Vanessa Daniel shared, “My hope for donor activists in 2018 is that they can see how their own destinies are bound up with those who are more marginalized, that they can share resources as a way of sharing power and acknowledging the bold leadership of those who are most impacted by the problems of our society, and that they can use their access to wealth and those who have it to open up more resource streams to bold work at the grassroots.”
And Abigail Disney—an award-winning filmmaker, philanthropist and member of Women’s Donor’s Network who recently launched Level Forward, a startup studio venture that aims to focus on backing projects driven by women and persons of color— offered this rallying call to action: “We should recognize that this fight is forever. We’re fighting gravity in a lot of ways. There’s never going to be a point at which we can all relax and everything will be fine. There is no arrival and there is no finish line. There is no promised land. This is the work of our lives. What we hope for is to push things into better places all the time.”
Disney also shared this advice for women interested in becoming donors: “There’s an inner badassery that some of us have that gets wasted on fighting your mother about how you’re dressed. If you can find ways to be public in your badassery, be proud of it and rock it instead of feeling like you’re not enough or that you’re too fat or you’re too old or you’re not wearing enough makeup and all that. We need to step into our badassery first. A lot of things follow from that.”

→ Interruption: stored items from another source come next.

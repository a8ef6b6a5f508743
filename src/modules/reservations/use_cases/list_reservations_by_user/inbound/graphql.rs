use async_graphql::{Context, ID, Object, Result as GqlResult};

use crate::modules::reservations::use_cases::list_reservations_by_user::projection::MembershipView;
use crate::shell::state::AppState;

#[derive(async_graphql::SimpleObject, Clone)]
pub struct GqlMembership {
    pub event_id: ID,
    pub reserved_at: i64,
}

impl From<MembershipView> for GqlMembership {
    fn from(v: MembershipView) -> Self {
        Self {
            event_id: ID(v.event_id),
            reserved_at: v.reserved_at,
        }
    }
}

#[derive(Default)]
pub struct ReservationsQuery;

#[Object]
impl ReservationsQuery {
    /// Best-effort mirror; may lag behind the rosters.
    async fn reservations_by_user(
        &self,
        context: &Context<'_>,
        user_id: String,
    ) -> GqlResult<Vec<GqlMembership>> {
        let state = context.data_unchecked::<AppState>();
        let list = state.queries.list_by_user_id(&user_id).await?;
        Ok(list.into_iter().map(Into::into).collect())
    }
}
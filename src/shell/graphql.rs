use async_graphql::{EmptySubscription, MergedObject, Schema};

use crate::modules::reservations::use_cases::list_reservations_by_user::inbound::graphql::ReservationsQuery;
use crate::modules::reservations::use_cases::manage_events::inbound::graphql::{
    EventsMutation, EventsQuery,
};
use crate::modules::reservations::use_cases::release_seat::inbound::graphql::ReleaseMutation;
use crate::modules::reservations::use_cases::reserve_seat::inbound::graphql::ReserveMutation;
pub use crate::shell::state::AppState;

#[derive(MergedObject, Default)]
pub struct QueryRoot(EventsQuery, ReservationsQuery);

#[derive(MergedObject, Default)]
pub struct MutationRoot(EventsMutation, ReserveMutation, ReleaseMutation);

pub type AppSchema = Schema<QueryRoot, MutationRoot, EmptySubscription>;

pub fn build_schema(state: AppState) -> AppSchema {
    Schema::build(QueryRoot::default(), MutationRoot::default(), EmptySubscription)
        .data(state)
        .finish()
}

She urged, “Take the ownership of the money you have control of—stop apologizing for that; it’s nothing to be ashamed of. Step into power. Ask for it. It’s not going to just settle over you. This is about taking our fair share. We’re half the population and we deserve half the power.”
Seeing more and more women become individually empowered and come together collectively—by giving to causes, campaigns and donor networks, getting politically engaged, organizing and doing whatever they can to raise their voices and exert their influence—is a clear indication that women will lead the way as a driving force for change in 2018. As Donna Hall put it to me, “Watching women who have access to money, power and the luxury of time band together in a way that they have not before gives me hope. I feel we have to push on, supporting one another, holding each other up, so that we do what we can to create a better future for everyone.”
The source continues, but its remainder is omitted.